For transparency, you can see the current preprocessing pipeline with ``extractor.transform``:
.. code-block:: python
>>> import slideflow as sf
>>> ctranspath = sf.build_feature_extractor(
... 'ctranspath',
... resize=256,
... interpolation='bicubic',
... center_crop=224
... )
>>> ctranspath.transform
Compose(
CenterCrop(size=(224, 224))
Resize(size=256, interpolation=bicubic, max_size=None, antialias=False)
Lambda()
Normalize(mean=(0.485, 0.456, 0.406), std=(0.229, 0.224, 0.225))
)
GigaPath
--------
GigaPath is a DINOv2-based model from Microsoft/Providence trained on 170k whole-slide images and is bundled with ``slideflow-noncommercial``. The GigaPath model includes additional dependencies which are not broadly compatible with all OS distributions, and are thus not installed by default. To install the GigaPath dependencies:
.. code-block:: bash
pip install slideflow-noncommercial[gigapath] git+ssh://git@github.com/prov-gigapath/prov-gigapath
GigaPath has two stages: a tile encoder and slide-level encoder. The tile encoder (``"gigapath.tile"``) works the same as all other feature extractors in Slideflow. You can build this encoder directly:
.. code-block:: python
# Build the tile encoder
gigapath_tile = sf.build_feature_extractor("gigapath.tile")
# Use the tile encoder
project.generate_feature_bags(gigapath_tile, ...)

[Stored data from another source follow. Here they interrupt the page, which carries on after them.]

//! Validate command - check a configuration file.

use anyhow::Result;
use clap::Args;
use forge_config::ValidationIssue;
use serde::Serialize;
use std::path::Path;

use super::LoadedConfig;
use crate::output::{self, CommandResult, OutputFormat};

/// Arguments for the validate command.
#[derive(Args, Debug)]
pub struct ValidateArgs {
    /// Treat warnings as errors
    #[arg(long)]
    pub strict: bool,
}

/// Validation result.
#[derive(Debug, Serialize)]
pub struct ValidationResult {
    pub valid: bool,
    pub file: String,
    pub agents: Vec<String>,
    pub errors: Vec<ValidationIssue>,
    pub warnings: Vec<ValidationIssue>,
}

/// Execute the validate command.
pub fn execute(
    args: ValidateArgs,
    config_path: &Path,
    loaded: LoadedConfig,
    json: bool,
) -> Result<()> {
    let format = OutputFormat::from_json_flag(json);

    let file = config_path.display().to_string();
    let (config, report) = match loaded {
        Ok(loaded) => loaded,
        Err(e) => {
            let message = format!("Failed to load configuration: {e}");
            match format {
                OutputFormat::Json => output::json(&CommandResult::<()>::failure(
                    "load_error",
                    message.clone(),
                    None,
                ))?,
                OutputFormat::Text => output::error(&message),
            }
            return Err(e.into());
        }
    };

    let errors: Vec<ValidationIssue> = report.errors().cloned().collect();
    let warnings: Vec<ValidationIssue> = report.warnings().cloned().collect();
    let valid = errors.is_empty() && !(args.strict && !warnings.is_empty());

    let result = ValidationResult {
        valid,
        file,
        agents: config.agent_names().into_iter().map(String::from).collect(),
        errors,
        warnings,
    };

    print_result(&result, format)?;

    if result.valid {
        Ok(())
    } else {
        Err(anyhow::anyhow!(
            "Configuration is invalid: {} error(s), {} warning(s)",
            result.errors.len(),
            result.warnings.len()
        ))
    }
}

/// Print the validation result.
fn print_result(result: &ValidationResult, format: OutputFormat) -> Result<()> {
    match format {
        OutputFormat::Json => {
            let cmd_result = if result.valid {
                CommandResult::success(result)
            } else {
                CommandResult::failure("invalid_config", "Validation failed", Some(result))
            };
            output::json(&cmd_result)?;
        }
        OutputFormat::Text => {
            if result.valid {
                output::success(&format!("Configuration file is valid: {}", result.file));
                output::key_value("Agents", &result.agents.join(", "));
            } else {
                output::error(&format!("Configuration file is invalid: {}", result.file));
            }

            if !result.errors.is_empty() {
                output::section("Errors");
                for issue in &result.errors {
                    output::error(&format!("[{}] {}", issue.field, issue.message));
                }
            }

            if !result.warnings.is_empty() {
                output::section("Warnings");
                for issue in &result.warnings {
                    output::warning(&format!("[{}] {}", issue.field, issue.message));
                }
            }

            let total_issues = result.errors.len() + result.warnings.len();
            if total_issues > 0 {
                println!(
                    "\nFound {} error(s) and {} warning(s)",
                    result.errors.len(),
                    result.warnings.len()
                );
            }
        }
    }

    Ok(())
}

or you can build the combined tile+slide model, and then use ``gigapath.tile``:
.. code-block:: python
# Build the tile encoder
gigapath = sf.build_feature_extractor("gigapath")
# Use the tile encoder
project.generate_feature_bags(gigapath.tile, ...)
As there are two stages to GigaPath, there are also separate model weights. As with other pretrained feature extractors, the weights will be auto-downloaded from Hugging Face upon first use if you are logged into Hugging Face and have been granted access to the repository. If you have manually downloaded the weights, these can be used with the following:
.. code-block:: python
# Example of how to supply tile + slide weights
# For the full GigaPath model
gigapath = sf.build_feature_extractor(
'gigapath',
tile_encoder_weights='../pytorch_model.bin',
slide_encoder_weights='../slide_encoder.pth'
)
# Or, just supply the tile weights
gigapath_tile = sf.build_feature_extractor(
'gigapath.tile',
weights='pytorch_model.bin'
)
Once feature bags have been generated and saved with the GigaPath tile encoder, you can then generate slide-level embeddings with ``gigapath.slide``:
.. code-block:: python
# Load GigaPath
gigapath = sf.build_feature_extractor('gigapath')
# Generate tile-level features
project.generate_feature_bags(gigapath.tile, ..., outdir='/gigapath_bags')
# Generate slide-level embeddings
gigapath.slide.generate_and_save('/gigapath_bags', outdir='/gigapath_embeddings')
In addition to running the tile and slide encoder steps separately, you can also run the combined pipeline all at once on a whole-slide image, generating a final slide-level embedding.
.. code-block:: python
# Load GigaPath
gigapath = sf.build_feature_extractor('gigapath')
# Load slide
wsi = sf.WSI('slide.svs', tile_px=256, tile_um=128)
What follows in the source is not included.